Your instructions | Take the material below and reproduce, word for word, only the lines from the line with "pub const fn" through the line with "总数与每组 inode 数。".

———

mod cli;

use std::io::{self, Write};

use clap::Parser;
use cli::{Cli, Command};
use ext2_fuse::{ImageFile, format_dir_entry, format_stat, io_error};

fn main() -> io::Result<()> {
    env_logger::init();
    let cli = Cli::parse();
    log::info!("image={:?}", cli.image);

    let file = ImageFile::load(&cli.image)?;
    let image = file
        .open()
        .map_err(|err| io_error(cli.image.display(), err))?;
    let mut stdout = io::stdout().lock();

    match cli.command {
        Command::Resolve { path } => {
            let ino = image.resolve_path(&path).map_err(|err| io_error(&path, err))?;
            writeln!(stdout, "{ino}")?;
        }
        Command::Stat { path } => {
            let stat = image
                .resolve_path(&path)
                .and_then(|ino| image.stat(ino))
                .map_err(|err| io_error(&path, err))?;
            writeln!(stdout, "{}", format_stat(&path, &stat))?;
        }
        Command::Ls { path } => {
            let entries = image
                .resolve_path(&path)
                .and_then(|ino| image.read_dir(ino))
                .map_err(|err| io_error(&path, err))?;
            for entry in &entries {
                writeln!(stdout, "{}", format_dir_entry(entry))?;
            }
        }
        Command::Cat { path } => {
            let data = image
                .resolve_path(&path)
                .and_then(|ino| image.read_file(ino))
                .map_err(|err| io_error(&path, err))?;
            stdout.write_all(&data)?;
        }
    }

    stdout.flush()
}
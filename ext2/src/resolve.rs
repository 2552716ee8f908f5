use crate::path::split;
use crate::{Error, Ext2Image, InodeId};

impl Ext2Image<'_> {
    /// 由绝对路径得到 inode 编号。
    ///
    /// 从根目录起逐个分量下降：当前 inode 必须是目录，且分量必须存在于其中，
    /// 否则为 [`Error::NotFound`]。`"/"` 得到根目录本身。
    pub fn resolve_path(&self, path: &str) -> Result<InodeId, Error> {
        let mut ino = InodeId::ROOT;

        for name in split(path)? {
            let inode = self.inode(ino)?;
            if !inode.is_dir() {
                log::debug!("{path:?}: inode {ino} isn't directory, can't descend into {name:?}");
                return Err(Error::NotFound);
            }

            ino = self.find_in_dir(&inode, name)?.ok_or_else(|| {
                log::debug!("{path:?}: no {name:?} in inode {ino}");
                Error::NotFound
            })?;
            log::trace!("{name:?} -> inode {ino}");
        }

        Ok(ino)
    }
}

/// 在镜像字节上直接解析路径，见 [`Ext2Image::resolve_path`]
pub fn resolve_path(image: &[u8], path: &str) -> Result<InodeId, Error> {
    Ext2Image::open(image)?.resolve_path(path)
}
use crate::DirEntryType;

#[derive(Debug, Clone, PartialEq, Eq)]
pub struct Stat {
    /// Inode number
    pub inode: u64,
    pub kind: DirEntryType,
    /// 低12位的权限位（含 setuid/setgid/sticky）
    pub perm: u16,
    /// 硬链接个数
    pub links: u32,
    /// File size
    pub size: u64,
    /// Occupying 512-byte sectors
    pub blocks: u64,
    /// Optimal I/O block size
    pub block_size: u64,
}
//! ext2 磁盘布局常量

/// 主超级块相对镜像起点的字节偏移
pub const SUPERBLOCK_OFFSET: usize = 1024;
/// 超级块所占字节数
pub const SUPERBLOCK_SIZE: usize = 1024;

pub const MAGIC: u16 = 0xEF53;

/// 根目录的 inode 编号
pub const ROOT_INO: u32 = 2;

/// 只支持单个块组，所有 inode 都从这个块组的 inode 表中取
pub const PRIMARY_GROUP: u32 = 0;

/// 块大小为 `1024 << s_log_block_size`
pub const MIN_BLOCK_SIZE: usize = 1024;
/// 最大块为 64 KiB
pub const MAX_LOG_BLOCK_SIZE: u32 = 6;

/// revision 0 的 inode 大小；dynamic revision 以超级块的 `s_inode_size` 为准
pub const GOOD_OLD_INODE_SIZE: usize = 128;
pub const GOOD_OLD_REV: u32 = 0;

pub const GROUP_DESC_SIZE: usize = 32;

/// inode(4) + rec_len(2) + name_len(1) + file_type(1)
pub const DIR_ENTRY_HEADER_SIZE: usize = 8;

/// `i_block` 中直接索引的数量，其后依次为一级、二级、三级间接索引
pub const DIRECT_COUNT: usize = 12;
pub const BLOCK_POINTERS: usize = 15;

/// `i_blocks` 的计数单位
pub const SECTOR_SIZE: u64 = 512;
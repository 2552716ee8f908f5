use alloc::string::String;

#[derive(Debug, Clone, PartialEq, Eq)]
pub struct DirEntry {
    /// Inode number
    pub inode: u64,
    pub ty: DirEntryType,
    /// 磁盘上的名字不一定是UTF-8，此处为有损转换的结果
    pub name: String,
}

#[derive(Debug, Clone, Copy, PartialEq, Eq, Default)]
#[repr(u8)]
pub enum DirEntryType {
    Block,
    Char,
    Directory,
    Fifo,
    SymLink,
    Socket,
    #[default]
    Regular,
}

impl DirEntryType {
    /// `ls -l` 首列所用的类型字符
    pub const fn as_char(self) -> char {
        match self {
            Self::Block => 'b',
            Self::Char => 'c',
            Self::Directory => 'd',
            Self::Fifo => 'p',
            Self::SymLink => 'l',
            Self::Socket => 's',
            Self::Regular => '-',
        }
    }
}
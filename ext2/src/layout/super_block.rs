use binrw::BinRead;

use crate::consts::{GOOD_OLD_INODE_SIZE, GOOD_OLD_REV, MAGIC, MAX_LOG_BLOCK_SIZE, MIN_BLOCK_SIZE};

/// 超级块：
/// - 提供文件系统合法性校验；
/// - 给出块大小，以此换算块编号与字节偏移；
/// - 给出 inode 总数与每组 inode 数。
///
/// 只解码到 `s_inode_size` 为止，其后的字段用不到。
#[derive(Debug, Clone, BinRead)]
#[br(little)]
pub struct SuperBlock {
    pub inodes_count: u32,
    pub blocks_count: u32,
    _r_blocks_count: u32,
    pub free_blocks_count: u32,
    pub free_inodes_count: u32,
    /// 超级块所在的块号：1 KiB 块为1，更大的块为0
    pub first_data_block: u32,
    log_block_size: u32,
    _log_frag_size: u32,
    pub blocks_per_group: u32,
    _frags_per_group: u32,
    pub inodes_per_group: u32,
    _mtime: u32,
    _wtime: u32,
    _mnt_count: u16,
    _max_mnt_count: u16,
    magic: u16,
    _state: u16,
    _errors: u16,
    _minor_rev_level: u16,
    _lastcheck: u32,
    _checkinterval: u32,
    _creator_os: u32,
    pub rev_level: u32,
    _def_resuid: u16,
    _def_resgid: u16,
    /* 以下字段仅在 dynamic revision 中有效 */
    pub first_ino: u32,
    inode_size: u16,
}

impl SuperBlock {
    /// 解码部分的字节数
    pub const SIZE: usize = 90;

    #[inline]
    pub fn is_valid(&self) -> bool {
        self.magic == MAGIC
    }

    #[inline]
    pub fn magic(&self) -> u16 {
        self.magic
    }

    #[inline]
    pub fn log_block_size(&self) -> u32 {
        self.log_block_size
    }

    /// `1024 << s_log_block_size`，指数过大时为 `None`
    pub fn block_size(&self) -> Option<usize> {
        (self.log_block_size <= MAX_LOG_BLOCK_SIZE).then(|| MIN_BLOCK_SIZE << self.log_block_size)
    }

    /// inode 表中每条记录的跨度
    pub fn inode_size(&self) -> usize {
        if self.rev_level == GOOD_OLD_REV {
            GOOD_OLD_INODE_SIZE
        } else {
            self.inode_size as usize
        }
    }
}
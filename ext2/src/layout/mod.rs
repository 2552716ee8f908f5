//! # 磁盘数据结构层
//!
//! ext2 单块组镜像的布局：
//! 引导块 | 超级块 | 块组描述符表 | 块位图 | inode 位图 | inode 表 | 数据块
//!
//! 所有结构均为小端序，用 [`binrw`] 从已做过边界检查的切片上解码。

mod super_block;
pub use super_block::SuperBlock;

mod group_desc;
pub use group_desc::GroupDesc;

mod inode;
pub use inode::{DiskInode, ModeFlag};

mod dir_entry;
pub use dir_entry::{DirEntries, DirEntryHeader, RawDirEntry};

use binrw::BinRead;
use binrw::io::Cursor;

use crate::Malformed;

/// 从 `bytes` 起始处解码一个小端序结构。
///
/// `bytes` 由调用者按结构大小截取，所以解码失败只可能是切片过短。
pub(crate) fn decode<T>(bytes: &[u8], offset: usize) -> Result<T, Malformed>
where
    T: for<'a> BinRead<Args<'a> = ()>,
{
    T::read_le(&mut Cursor::new(bytes)).map_err(|_| Malformed::OutOfBounds {
        offset,
        len: bytes.len(),
    })
}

———

Reply |
    pub const fn as_char(self) -> char {
        match self {
            Self::Block => 'b',
            Self::Char => 'c',
            Self::Directory => 'd',
            Self::Fifo => 'p',
            Self::SymLink => 'l',
            Self::Socket => 's',
            Self::Regular => '-',
        }
    }
}
filename ext2/src/layout/super_block.rs
use binrw::BinRead;

use crate::consts::{GOOD_OLD_INODE_SIZE, GOOD_OLD_REV, MAGIC, MAX_LOG_BLOCK_SIZE, MIN_BLOCK_SIZE};

/// 超级块：
/// - 提供文件系统合法性校验；
/// - 给出块大小，以此换算块编号与字节偏移；
/// - 给出 inode 总数与每组 inode 数。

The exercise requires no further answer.